Josh Telerman ignored their antics. He dragged both Barsted, a top zoologist, and Roscoe, a talented microbiologist, out from their booth and into the Zoom Room, where swirling colors from semi-pornographic paintings glowed around them. Telerman’s captives stopped struggling after he pointed out yellow splotches covering their bodies. Telerman ignored yellow handprints over Sheila’s front and Roscoe’s crotch.

“Remember when we added fluorescence to scorpions for our cancer tests? That’s their damn sex pheromones all over us. Worse, I was responsible for not only increasing their size, but increasing metal concentrations in their aculeus.”

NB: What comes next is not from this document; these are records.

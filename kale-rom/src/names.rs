// Copyright (C) 2025 Piers Finlayson <piers@piers.rocks>
//
// MIT License

//! Display names for exit and tile behaviour types.

const EXIT_TYPES: &[(u8, &str)] = &[
    (0x00, "normal"),
    (0x01, "level 1"),
    (0x02, "level 2"),
    (0x03, "level 3"),
    (0x04, "level 4"),
    (0x05, "level 5"),
    (0x06, "level 6"),
    (0x07, "level 7"),
    (0x10, "end of level"),
    (0x18, "museum"),
    (0x19, "arena"),
    (0x1A, "quick draw (easy)"),
    (0x1B, "egg catch (easy)"),
    (0x1C, "crane fever (easy)"),
    (0x1D, "warp star"),
    (0x1E, "previous world"),
    (0x1F, "next world"),
    (0x2A, "quick draw (medium)"),
    (0x2B, "egg catch (medium)"),
    (0x2C, "crane fever (medium)"),
    (0x3A, "quick draw (hard)"),
    (0x3B, "egg catch (hard)"),
    (0x3C, "crane fever (hard)"),
];

const TILE_TYPES: &[(u8, &str)] = &[(0x00, "none"), (0xFF, "background")];

fn lookup(table: &[(u8, &'static str)], value: u8) -> Option<&'static str> {
    table
        .iter()
        .find(|(v, _)| *v == value)
        .map(|(_, name)| *name)
}

fn describe(table: &[(u8, &'static str)], value: u8) -> String {
    format!("{:02X}: {}", value, lookup(table, value).unwrap_or("unknown"))
}

pub fn exit_type_name(exit_type: u8) -> Option<&'static str> {
    lookup(EXIT_TYPES, exit_type)
}

/// e.g. `1F: next world`
pub fn describe_exit_type(exit_type: u8) -> String {
    describe(EXIT_TYPES, exit_type)
}

pub fn tile_type_name(tile_type: u8) -> Option<&'static str> {
    lookup(TILE_TYPES, tile_type)
}

pub fn describe_tile_type(tile_type: u8) -> String {
    describe(TILE_TYPES, tile_type)
}

#[cfg(test)]
mod tests {
    use super::*;

    #[test]
    fn test_names() {
        assert_eq!(exit_type_name(crate::BOSS_DOOR_TYPE), Some("next world"));
        assert_eq!(describe_exit_type(0x2B), "2B: egg catch (medium)");
        assert_eq!(describe_exit_type(0x7F), "7F: unknown");
        assert_eq!(tile_type_name(0xFF), Some("background"));
        assert_eq!(describe_tile_type(0x12), "12: unknown");
    }
}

Roscoe’s shock cleared away his first two drinks. “Accu what?”

“Their stinger, putz. Scorpions use metal. You never asked questions about what we’re doing. Didn’t you wonder why we’re supposed to develop huge blue scorpions?”

“Geez, Telerman,” Barsted interrupted, “they just want to get more venom for cancer trials. They can’t synthesize it yet. Wrangling small herds is a hassle. We quadruple their size and drug tests get cheaper. So, what…and what is their crap doing all over us? How the hell did you know?”
“So there, smart ass,” Roscoe slurred. “Old Mr. DNA, always asking questions. The Ranch doesn’t like that. Didn’t you learn anything at Lawrence Livermore?”

Telerman pulled them both close to his face. “I should leave you both, but I can’t. We’re expendable. I smelled a rat when we got this free ride. Do you remember anything after we got off the bus and hit our rooms?”

“Who cares?” Roscoe complained, trying to push away from Telerman’s bear grip. “Fell asleep. Guess all those uppers we took to meet schedules for months must have worn off.”

“Yeah, me, too,” Sheila piped in, her long blonde hair draping back over her slinky dress as she looked up at Telerman’s growl.

“Probably only thing that saved us. We weren’t supposed to wake up after those free bus drinks.”
Telerman yanked them toward an exit door. Roscoe pulled away, sitting down. “Where the hell is Cynthia? She’ll fire your ass for this. You aren’t team lead.” Roscoe pointed both middle fingers at Telerman.

“She’s dead, you jerk. Go ahead, sit there, and they’ll find you torn to shreds and desiccated like her. I was just at her room. Cops found a foot-long stinger that went right through that bull-rider belt buckle she always wore. That’s what we developed, you saps. Somebody else was using our research. They made gigantic assassin weapons that make no sound and leave no prints. ”

Three terrified researchers rushed in drunken haste to find a cab as small arms fire echoed through Omnia.